The Employment Tribunal held that there was sex discrimination. It said that the appropriate comparators were two male chief inspectors who were in the same branch and had the same duties, in which they continued, but who had not had complaints against them. The Northern Ireland Court of Appeal held that her claim failed because the two comparators she pointed to who had done similar appraisals had had no complaints made against them.

==Judgment==
The House of Lords held that the comparators were inappropriate because there had been no complaints about them. Lord Hope agreed that the comparators were inappropriate. He noted that choosing which characteristics are relevant for the purposes of comparison should not defeat the purpose of the legislation, ‘which is to eliminate discrimination against women on the ground of their sex in all areas with which it deals.’

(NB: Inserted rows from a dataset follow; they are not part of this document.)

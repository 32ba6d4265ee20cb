//! Safetensors I/O for trials, TGMs and the output bundles.
//!
//! Tensor names follow the fields of the bundles they store:
//!
//! | bundle            | tensors                                                        |
//! |-------------------|----------------------------------------------------------------|
//! | trials (input)    | `trial_N` [C,T], `time` [T], `sfreq` [1], `label` [N] I32, `ch_names` U8 |
//! | warping source    | `phase_N` [T], optional `ged_phase_N` [T], optional `waveshape` [L] |
//! | TGM (input)       | `tgm` [n,n]                                                    |
//! | warped            | trials layout + `warp_freq`, `n_cycles`, `cycle_dur`, `phase_window`, `component_removed`, `warnings` |
//! | quantification    | `acmap`, `peaks_amp`, `peaks_freq`, `spectrum`, `f`            |
//! | permutation       | `empspec` [1,F], `shuffspec` [P,F], `f`, `p`, optional `ci_lower`/`ci_upper` |
//! | group             | `empspec`, `shuffspec`, `f`, `p`, `p_corrected`, optional CI   |
use anyhow::{bail, Context, Result};
use ndarray::Array2;
use std::collections::HashMap;
use std::path::Path;

use crate::quantify::Quantification;
use crate::stats::{ConfidenceInterval, GroupResult, PermutationResult};
use crate::trial::{Label, Trial, TrialSet};
use crate::warp::WarpedData;

/// Parsed JSON header: tensor name → `{dtype, shape, data_offsets}`.
type Header = HashMap<String, serde_json::Value>;

/// Element types found in the bundles.
#[derive(Debug, Clone, Copy, PartialEq, Eq)]
enum Dtype {
    F32,
    F64,
    I32,
    U8,
}

impl Dtype {
    fn name(self) -> &'static str {
        match self {
            Dtype::F32 => "F32",
            Dtype::F64 => "F64",
            Dtype::I32 => "I32",
            Dtype::U8 => "U8",
        }
    }

    fn parse(name: &str) -> Option<Self> {
        [Dtype::F32, Dtype::F64, Dtype::I32, Dtype::U8]
            .into_iter()
            .find(|d| d.name() == name)
    }
}

// ── Header ───────────────────────────────────────────────────────────────────

/// Split a file into its header and the offset where tensor data begins.
fn split_header(bytes: &[u8]) -> Result<(Header, usize)> {
    let (len, rest) = bytes
        .split_first_chunk::<8>()
        .context("safetensors file too small")?;
    let n = usize::try_from(u64::from_le_bytes(*len))?;
    let json = rest.get(..n).context("safetensors header length exceeds file size")?;
    let header = serde_json::from_slice(json).context("failed to parse safetensors header")?;
    Ok((header, 8 + n))
}

fn offsets_of(entry: &serde_json::Value) -> Result<(usize, usize)> {
    let offsets = entry["data_offsets"].as_array().context("missing data_offsets")?;
    match offsets.as_slice() {
        [s, e] => Ok((
            s.as_u64().context("bad data_offsets")? as usize,
            e.as_u64().context("bad data_offsets")? as usize,
        )),
        _ => bail!("data_offsets must have two entries"),
    }
}

fn shape_of(entry: &serde_json::Value) -> Result<Vec<usize>> {
    entry["shape"]
        .as_array()
        .context("missing shape")?
        .iter()
        .map(|v| v.as_u64().map(|d| d as usize).context("bad shape entry"))
        .collect()
}

// ── Reader ───────────────────────────────────────────────────────────────────

/// A safetensors file held in memory; tensors are decoded on request.
pub struct StReader {
    bytes: Vec<u8>,
    header: Header,
    data_start: usize,
}

impl StReader {
    pub fn open(path: &Path) -> Result<Self> {
        let bytes = std::fs::read(path)
            .with_context(|| format!("reading {}", path.display()))?;
        let (header, data_start) = split_header(&bytes)?;
        Ok(Self { bytes, header, data_start })
    }

    pub fn contains(&self, name: &str) -> bool {
        self.header.contains_key(name)
    }

    fn raw(&self, name: &str) -> Result<(&[u8], Dtype, Vec<usize>)> {
        let entry = self.header.get(name).with_context(|| format!("missing '{name}' tensor"))?;
        let (s, e) = offsets_of(entry)?;
        let raw = self
            .bytes
            .get(self.data_start + s..self.data_start + e)
            .with_context(|| format!("'{name}' data out of bounds"))?;
        let dtype = entry["dtype"].as_str().context("missing dtype")?;
        let dtype = Dtype::parse(dtype).with_context(|| format!("'{name}': unsupported dtype {dtype}"))?;
        Ok((raw, dtype, shape_of(entry)?))
    }

    /// Any numeric tensor converted to f64, with its shape.
    pub fn f64_tensor(&self, name: &str) -> Result<(Vec<f64>, Vec<usize>)> {
        let (raw, dtype, shape) = self.raw(name)?;
        let vals: Vec<f64> = match dtype {
            Dtype::F32 => raw.chunks_exact(4)
                .map(|b| f32::from_le_bytes([b[0], b[1], b[2], b[3]]) as f64)
                .collect(),
            Dtype::F64 => raw.chunks_exact(8)
                .map(|b| f64::from_le_bytes([b[0], b[1], b[2], b[3], b[4], b[5], b[6], b[7]]))
                .collect(),
            Dtype::I32 => raw.chunks_exact(4)
                .map(|b| i32::from_le_bytes([b[0], b[1], b[2], b[3]]) as f64)
                .collect(),
            Dtype::U8 => raw.iter().map(|&b| b as f64).collect(),
        };
        Ok((vals, shape))
    }

    pub fn vec(&self, name: &str) -> Result<Vec<f64>> {
        Ok(self.f64_tensor(name)?.0)
    }

    pub fn scalar(&self, name: &str) -> Result<f64> {
        self.vec(name)?.first().copied().with_context(|| format!("'{name}' is empty"))
    }

    pub fn array2(&self, name: &str) -> Result<Array2<f64>> {
        let (vals, shape) = self.f64_tensor(name)?;
        let &[r, c] = shape.as_slice() else {
            bail!("'{name}': expected 2-D tensor, got shape {shape:?}");
        };
        Ok(Array2::from_shape_vec((r, c), vals)?)
    }

    /// Newline-separated strings stored as U8.
    pub fn strings(&self, name: &str) -> Result<Vec<String>> {
        let (raw, _, _) = self.raw(name)?;
        Ok(std::str::from_utf8(raw)?
            .split('\n')
            .filter(|s| !s.is_empty())
            .map(String::from)
            .collect())
    }

    /// Tensors `{prefix}0`, `{prefix}1`, ... up to the first missing index.
    pub fn indexed(&self, prefix: &str) -> Vec<String> {
        (0..)
            .map(|i| format!("{prefix}{i}"))
            .take_while(|n| self.contains(n))
            .collect()
    }
}

// ── Bundle builder ───────────────────────────────────────────────────────────

struct Entry {
    name: String,
    dtype: Dtype,
    shape: Vec<usize>,
    bytes: Vec<u8>,
}

/// Named tensors collected for one output bundle, written as safetensors.
///
/// ```rust,no_run
/// use braintime::io::Bundle;
/// use std::path::Path;
/// let mut b = Bundle::default();
/// b.vector("f", &[1.0, 2.0, 3.0]);
/// b.write(Path::new("/tmp/out.safetensors")).unwrap();
/// ```
#[derive(Default)]
pub struct Bundle {
    entries: Vec<Entry>,
}

impl Bundle {
    fn push(&mut self, name: &str, dtype: Dtype, shape: Vec<usize>, bytes: Vec<u8>) {
        self.entries.push(Entry { name: name.to_string(), dtype, shape, bytes });
    }

    /// F64 tensor of any shape.
    pub fn tensor(&mut self, name: &str, data: &[f64], shape: &[usize]) {
        let bytes = data.iter().flat_map(|v| v.to_le_bytes()).collect();
        self.push(name, Dtype::F64, shape.to_vec(), bytes);
    }

    pub fn vector(&mut self, name: &str, data: &[f64]) {
        self.tensor(name, data, &[data.len()]);
    }

    pub fn matrix(&mut self, name: &str, arr: &Array2<f64>) {
        let data: Vec<f64> = arr.iter().copied().collect();
        self.tensor(name, &data, &[arr.nrows(), arr.ncols()]);
    }

    pub fn scalar(&mut self, name: &str, v: f64) {
        self.tensor(name, &[v], &[1]);
    }

    pub fn ints(&mut self, name: &str, data: &[i32]) {
        let bytes = data.iter().flat_map(|v| v.to_le_bytes()).collect();
        self.push(name, Dtype::I32, vec![data.len()], bytes);
    }

    /// Newline-joined strings as a U8 tensor.
    pub fn strings(&mut self, name: &str, items: &[String]) {
        let bytes = items.join("\n").into_bytes();
        self.push(name, Dtype::U8, vec![bytes.len()], bytes);
    }

    /// Serialized file: header length, space-padded JSON header, tensor data.
    pub fn to_bytes(&self) -> Result<Vec<u8>> {
        let mut header = serde_json::Map::new();
        let mut offset = 0usize;
        for e in &self.entries {
            let end = offset + e.bytes.len();
            header.insert(
                e.name.clone(),
                serde_json::json!({
                    "dtype": e.dtype.name(),
                    "shape": e.shape,
                    "data_offsets": [offset, end],
                }),
            );
            offset = end;
        }
        let mut json = serde_json::to_vec(&header)?;
        // Tensor data starts on an 8-byte boundary.
        json.resize(json.len().next_multiple_of(8), b' ');

        let mut out = Vec::with_capacity(8 + json.len() + offset);
        out.extend_from_slice(&(json.len() as u64).to_le_bytes());
        out.extend_from_slice(&json);
        for e in &self.entries {
            out.extend_from_slice(&e.bytes);
        }
        Ok(out)
    }

    pub fn write(&self, path: &Path) -> Result<()> {
        std::fs::write(path, self.to_bytes()?).with_context(|| format!("writing {}", path.display()))
    }
}

// ── Inputs ────────────────────────────────────────────────────────────────────

/// Load `trial_N`, `time`, `sfreq`, optional `label` and `ch_names`.
pub fn load_trials(r: &StReader) -> Result<TrialSet> {
    let names = r.indexed("trial_");
    if names.is_empty() {
        bail!("no trial_0 tensor");
    }
    let time = r.vec("time")?;
    let sfreq = r.scalar("sfreq")?;
    let labels: Vec<Label> = if r.contains("label") {
        r.vec("label")?.into_iter().map(|v| v as Label).collect()
    } else {
        vec![0; names.len()]
    };
    if labels.len() != names.len() {
        bail!("{} labels for {} trials", labels.len(), names.len());
    }

    let mut trials = Vec::with_capacity(names.len());
    for (name, &label) in names.iter().zip(&labels) {
        let data = r.array2(name)?;
        trials.push(Trial::new(data, time.clone(), label).with_context(|| name.clone())?);
    }
    let n_ch = trials[0].data.nrows();
    let channels = if r.contains("ch_names") {
        r.strings("ch_names")?
    } else {
        (0..n_ch).map(|c| format!("ch{c}")).collect()
    };
    Ok(TrialSet::new(trials, sfreq, channels)?)
}

/// Rows `{prefix}0`, `{prefix}1`, ... (e.g. `phase_`), or `None` if absent.
pub fn load_rows(r: &StReader, prefix: &str) -> Result<Option<Vec<Vec<f64>>>> {
    let names = r.indexed(prefix);
    if names.is_empty() {
        return Ok(None);
    }
    Ok(Some(names.iter().map(|n| r.vec(n)).collect::<Result<_>>()?))
}

// ── Output bundles ────────────────────────────────────────────────────────────

fn add_trials(w: &mut Bundle, trials: &[Trial], time: &[f64], sfreq: f64, channels: &[String]) {
    for (i, t) in trials.iter().enumerate() {
        w.matrix(&format!("trial_{i}"), &t.data);
    }
    let labels: Vec<i32> = trials.iter().map(|t| t.label() as i32).collect();
    w.ints("label", &labels);
    w.vector("time", time);
    w.scalar("sfreq", sfreq);
    w.strings("ch_names", channels);
}

fn add_ci(w: &mut Bundle, ci: Option<ConfidenceInterval>) {
    if let Some(ci) = ci {
        w.vector("ci_lower", &ci.lower);
        w.vector("ci_upper", &ci.upper);
    }
}

pub fn save_warped(out: &WarpedData, path: &Path) -> Result<()> {
    let mut w = Bundle::default();
    add_trials(&mut w, &out.trials, &out.time, out.sfreq, &out.channels);
    w.scalar("warp_freq", out.warp_freq);
    w.scalar("n_cycles", out.n_cycles);
    w.ints("cycle_dur", &[out.cycle_dur as i32]);
    w.vector("phase_window", &[out.phase_window.0, out.phase_window.1]);
    w.ints("component_removed", &[out.component_removed as i32]);
    let warnings: Vec<String> = out.diagnostics.warnings().iter().map(|w| w.to_string()).collect();
    if !warnings.is_empty() {
        w.strings("warnings", &warnings);
    }
    w.write(path)
}

pub fn save_quantification(q: &Quantification, path: &Path) -> Result<()> {
    let mut w = Bundle::default();
    w.matrix("acmap", &q.ac_map);
    w.vector("peaks_amp", &q.peak_amplitudes());
    w.vector("peaks_freq", &q.peak_freqs());
    w.vector("spectrum", &q.mean_spectrum.power);
    w.vector("f", q.freqs());
    w.write(path)
}

pub fn save_permutation(r: &PermutationResult, path: &Path) -> Result<()> {
    let mut w = Bundle::default();
    let bins = r.empirical.len();
    w.tensor("empspec", &r.empirical.to_vec(), &[1, bins]);
    w.matrix("shuffspec", &r.null);
    w.vector("f", &r.freqs);
    w.vector("p", &r.p_values());
    add_ci(&mut w, r.confidence_interval());
    w.write(path)
}

pub fn save_group(g: &GroupResult, path: &Path) -> Result<()> {
    let mut w = Bundle::default();
    let bins = g.empirical.len();
    w.tensor("empspec", &g.empirical.to_vec(), &[1, bins]);
    w.matrix("shuffspec", &g.null);
    w.vector("f", &g.freqs);
    w.vector("p", &g.p_values);
    w.vector("p_corrected", &g.p_values_corrected);
    add_ci(&mut w, g.confidence_interval());
    w.write(path)
}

Lord Nicholls said that tribunals,

may sometimes be able to avoid arid and confusing disputes about the identification of the appropriate comparator by concentrating primarily on why the claimant was treated as she was. Was it on the proscribed ground which is the foundation of the application? That will call for an examination of all the facts of the case. Or was it for some other reason? If the latter, the application fails. If the former, there will be usually no difficulty in deciding whether the treatment, afforded to the claimant on the proscribed ground, was less favourable than was or would have been afforded to others.